A) Left carotid angiogram showing the saccular aneurysm at MCA bifurcation B) Right carotid angiogram showing the 2mm aneurysm at MCA division.
The patient underwent craniotomy and clipping of the left MCA aneurysm and made an uneventful recovery. Although she was advised about the need to treat the right MCA aneurysm, she was lost for follow-up. In November 2000, she had another emergency admission with suspected SAH. CT this time showed a blood clot along the right Sylvian fissure. In the initial angiograms, a 7mm saccular aneurysm was shown at the right MCA division and it was thought that the previously known small aneurysm has grown in size and ruptured. 3D rotational angiograms, were obtained and these clearly showed two separate aneurysms at the right MCA division (figure 2). The previously known 2mm aneurysm was unchanged and a new aneurysm (which has ruptured) has developed immediately adjacent to and medial to it. Another small saccular aneurysm also was noted at the internal carotid bifurcation.
Figure 2.
A) Right carotid angiogram - a lobulated saccular aneurysm at the MCA trifurcation is seen. B) 3D angio shows the previously existing small aneurysm separate from the newly formed larger aneurysm. C) Internal view from the 3D angio showing two separate aneurysm openings.
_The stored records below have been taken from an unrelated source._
use anyhow::{Context, Result, anyhow};
use directories::ProjectDirs;
use serde::{Deserialize, Serialize};
use std::{collections::HashMap, fs, path::PathBuf};

use crate::provider::ProviderId;

/// Environment variable overriding the HTTP listen address.
pub const LISTEN_ENV: &str = "WEATHER_LISTEN";

pub const DEFAULT_LISTEN: &str = "0.0.0.0:8080";

/// Configuration for a single provider (e.g., API key).
#[derive(Debug, Clone, Serialize, Deserialize)]
pub struct ProviderConfig {
    pub api_key: String,

    /// Overrides the provider's public endpoint, e.g. for a proxy or a local stub.
    #[serde(default, skip_serializing_if = "Option::is_none")]
    pub base_url: Option<String>,
}

#[derive(Debug, Clone, Serialize, Deserialize)]
pub struct ServerConfig {
    #[serde(default = "default_listen")]
    pub listen: String,
}

impl Default for ServerConfig {
    fn default() -> Self {
        Self { listen: default_listen() }
    }
}

fn default_listen() -> String {
    DEFAULT_LISTEN.to_string()
}

/// Top-level configuration stored on disk.
#[derive(Debug, Clone, Serialize, Deserialize, Default)]
pub struct Config {
    #[serde(default)]
    pub server: ServerConfig,

    /// Example TOML:
    /// [providers.openweather]
    /// api_key = "..."
    #[serde(default)]
    pub providers: HashMap<String, ProviderConfig>,
}

impl Config {
    /// Load config from disk, or return an empty default if it doesn't exist yet.
    pub fn load() -> Result<Self> {
        let path = Self::config_file_path()?;
        if !path.exists() {
            // First run: no config file, return empty.
            return Ok(Self::default());
        }

        let contents = fs::read_to_string(&path)
            .with_context(|| format!("Failed to read config file: {}", path.display()))?;

        Self::from_toml(&contents)
            .with_context(|| format!("Failed to parse config file: {}", path.display()))
    }

    /// Load config from disk and layer the process environment on top of it.
    pub fn load_with_env() -> Result<Self> {
        let mut cfg = Self::load()?;
        cfg.apply_env_overrides(|name| std::env::var(name).ok());
        Ok(cfg)
    }

    pub fn from_toml(contents: &str) -> Result<Self> {
        toml::from_str(contents).context("Invalid configuration TOML")
    }

    /// Save config to disk, creating parent directories as needed.
    pub fn save(&self) -> Result<()> {
        let path = Self::config_file_path()?;

        if let Some(parent) = path.parent() {
            fs::create_dir_all(parent).with_context(|| {
                format!("Failed to create config directory: {}", parent.display())
            })?;
        }

        let toml =
            toml::to_string_pretty(self).context("Failed to serialize configuration to TOML")?;

        fs::write(&path, toml)
            .with_context(|| format!("Failed to write config file: {}", path.display()))?;

        Ok(())
    }

    /// Path to the config file.
    pub fn config_file_path() -> Result<PathBuf> {
        let dirs = ProjectDirs::from("dev", "weather-task", "weather-server")
            .ok_or_else(|| anyhow!("Could not determine platform config directory"))?;

        Ok(dirs.config_dir().join("config.toml"))
    }

    /// Apply credential and listen-address overrides.
    ///
    /// `lookup` resolves an environment variable name; empty values are ignored.
    pub fn apply_env_overrides<F>(&mut self, lookup: F)
    where
        F: Fn(&str) -> Option<String>,
    {
        let non_empty = |name: &str| lookup(name).filter(|v| !v.trim().is_empty());

        for id in ProviderId::all() {
            if let Some(key) = non_empty(id.env_var()) {
                self.upsert_provider_api_key(*id, key);
            }
        }

        if let Some(listen) = non_empty(LISTEN_ENV) {
            self.server.listen = listen;
        }
    }

    /// Set or replace a provider API key, keeping any configured base URL.
    pub fn upsert_provider_api_key(&mut self, provider_id: ProviderId, api_key: String) {
        self.providers
            .entry(provider_id.as_str().to_string())
            .and_modify(|cfg| cfg.api_key = api_key.clone())
            .or_insert(ProviderConfig { api_key, base_url: None });
    }

    /// Returns API key for a provider, if present.
    pub fn provider_api_key(&self, provider_id: ProviderId) -> Option<&str> {
        self.providers
            .get(provider_id.as_str())
            .map(|cfg| cfg.api_key.as_str())
            .filter(|key| !key.is_empty())
    }

    pub fn provider_base_url(&self, provider_id: ProviderId) -> Option<&str> {
        self.providers.get(provider_id.as_str()).and_then(|cfg| cfg.base_url.as_deref())
    }

    pub fn is_provider_configured(&self, provider_id: ProviderId) -> bool {
        self.provider_api_key(provider_id).is_some()
    }

    /// Providers with a credential, in [`ProviderId::all`] order.
    pub fn configured_providers(&self) -> Vec<ProviderId> {
        ProviderId::all().iter().copied().filter(|id| self.is_provider_configured(*id)).collect()
    }
}
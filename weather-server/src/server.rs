//! HTTP surface: `GET /weather/{city}` and `GET /hello`.

use std::{sync::Arc, time::Instant};

use anyhow::Context;
use axum::{
    Json, Router,
    extract::{Path, State},
    http::StatusCode,
    routing::get,
};
use tower_http::trace::TraceLayer;
use tracing::{error, info};
use weather_core::{Aggregator, TemperatureReport};

/// Application state shared across handlers.
pub struct AppState {
    pub aggregator: Aggregator,
}

type AppStateArc = Arc<AppState>;

pub fn router(state: AppStateArc) -> Router {
    Router::new()
        .route("/hello", get(hello))
        .route("/weather/{city}", get(weather))
        .with_state(state)
        .layer(TraceLayer::new_for_http())
}

/// Bind `listen` and serve until the process is stopped.
pub async fn serve(listen: &str, state: AppState) -> anyhow::Result<()> {
    let app = router(Arc::new(state));

    let listener = tokio::net::TcpListener::bind(listen)
        .await
        .with_context(|| format!("Failed to bind {listen}"))?;
    info!("Listening on http://{}", listener.local_addr()?);

    axum::serve(listener, app).await.context("HTTP server failed")?;
    Ok(())
}

async fn hello() -> &'static str {
    "hello!"
}

async fn weather(
    State(state): State<AppStateArc>,
    Path(city): Path<String>,
) -> Result<Json<TemperatureReport>, (StatusCode, String)> {
    let begin = Instant::now();

    let temp = state.aggregator.temperature(&city).await.map_err(|e| {
        error!(%city, "aggregate failed: {e:#}");
        (StatusCode::INTERNAL_SERVER_ERROR, format!("{e:#}"))
    })?;

    Ok(Json(TemperatureReport::new(city, temp, begin.elapsed())))
}

#[cfg(test)]
mod tests {
    use super::*;

    use async_trait::async_trait;
    use axum::{
        body::{Body, to_bytes},
        http::{Request, header},
    };
    use tower::ServiceExt;
    use weather_core::TemperatureProvider;

    #[derive(Debug)]
    struct Fixed(f64);

    #[async_trait]
    impl TemperatureProvider for Fixed {
        fn name(&self) -> &str {
            "fixed"
        }

        async fn temperature(&self, _city: &str) -> anyhow::Result<f64> {
            Ok(self.0)
        }
    }

    #[derive(Debug)]
    struct Down;

    #[async_trait]
    impl TemperatureProvider for Down {
        fn name(&self) -> &str {
            "down"
        }

        async fn temperature(&self, _city: &str) -> anyhow::Result<f64> {
            Err(anyhow::anyhow!("upstream unavailable"))
        }
    }

    fn fixed(kelvin: f64) -> Arc<dyn TemperatureProvider> {
        Arc::new(Fixed(kelvin))
    }

    fn down() -> Arc<dyn TemperatureProvider> {
        Arc::new(Down)
    }

    fn app(providers: Vec<Arc<dyn TemperatureProvider>>) -> Router {
        router(Arc::new(AppState { aggregator: Aggregator::new(providers) }))
    }

    async fn send_get(app: Router, uri: &str) -> (StatusCode, Option<String>, String) {
        let res = app
            .oneshot(Request::builder().uri(uri).body(Body::empty()).unwrap())
            .await
            .unwrap();
        let status = res.status();
        let content_type = res
            .headers()
            .get(header::CONTENT_TYPE)
            .map(|v| v.to_str().unwrap().to_string());
        let body = to_bytes(res.into_body(), usize::MAX).await.unwrap();

        (status, content_type, String::from_utf8(body.to_vec()).unwrap())
    }

    #[tokio::test]
    async fn weather_returns_mean_as_json() {
        let app = app(vec![fixed(290.0), fixed(296.0)]);

        let (status, content_type, body) = send_get(app, "/weather/tokyo").await;

        assert_eq!(status, StatusCode::OK);
        assert_eq!(content_type.as_deref(), Some("application/json"));
        let json: serde_json::Value = serde_json::from_str(&body).unwrap();
        assert_eq!(json["city"], "tokyo");
        assert_eq!(json["temp"], 293.0);
        assert!(json["took"].is_string());
    }

    #[tokio::test]
    async fn percent_encoded_city_is_decoded() {
        let app = app(vec![fixed(280.0)]);

        let (status, _, body) = send_get(app, "/weather/new%20york").await;

        assert_eq!(status, StatusCode::OK);
        let json: serde_json::Value = serde_json::from_str(&body).unwrap();
        assert_eq!(json["city"], "new york");
    }

    #[tokio::test]
    async fn provider_failure_is_plain_text_500() {
        let app = app(vec![fixed(290.0), down()]);

        let (status, content_type, body) = send_get(app, "/weather/tokyo").await;

        assert_eq!(status, StatusCode::INTERNAL_SERVER_ERROR);
        assert!(content_type.unwrap().starts_with("text/plain"));
        assert_eq!(body, "upstream unavailable");
    }

    #[tokio::test]
    async fn no_providers_is_500() {
        let (status, _, body) = send_get(app(Vec::new()), "/weather/tokyo").await;

        assert_eq!(status, StatusCode::INTERNAL_SERVER_ERROR);
        assert_eq!(body, "no temperature providers configured");
    }

    #[tokio::test]
    async fn missing_city_is_not_found() {
        let (status, _, _) = send_get(app(vec![fixed(1.0)]), "/weather/").await;

        assert_eq!(status, StatusCode::NOT_FOUND);
    }

    #[tokio::test]
    async fn hello_route() {
        let (status, _, body) = send_get(app(Vec::new()), "/hello").await;

        assert_eq!(status, StatusCode::OK);
        assert_eq!(body, "hello!");
    }
}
At craniotomy, the neurosurgeons confirmed the presence of two separate aneurysms at the right MCA bifurcation and both were clipped. The patient made a good recovery.
Discussion
With significant improvements being made in the treatment modalities available for intracranial AA, there is increasing debate about their aetiopathogenesis. Structural weakness of intracranial arteries along with haemodynamic forces is widely believed as the major underlying cause 1-4 and the currently available treatment modalities (surgical and endovascular) are also based on such assumptions.
However, haemodynamic shear stresses alone cannot explain the occurrence of AA at various locations within the intracranial vasculature especially at locations like the MCA bifurcation, origin of posterior inferior cerebellar artery, etc, where such forces would be expected to be small. Moreover, there is no satisfactory explanation for the development of multiple aneurysms especially in a mirror-image location based on haemodynamic principles.
In the case of this patient, if haemodynamic forces were mainly responsible, they should target the already existing 2mm aneurysm, which represents an area of established weakness in the vessel wall. The fact that a second aneurysm has developed in an immediately adjacent location strongly raises the possibility of this arterial segment being weak congenitally. An initial triggering mechanism (hormonal, infective, shear stress etc.) has lead to the development of the small aneurysm from a focal area of the weakened arterial segment. This then surprisingly has remained quiescent probably with the aid of some kind of vessel wall repairing mechanism. Subsequently with the second trigger, an adjacent focus of the arterial segment was chosen.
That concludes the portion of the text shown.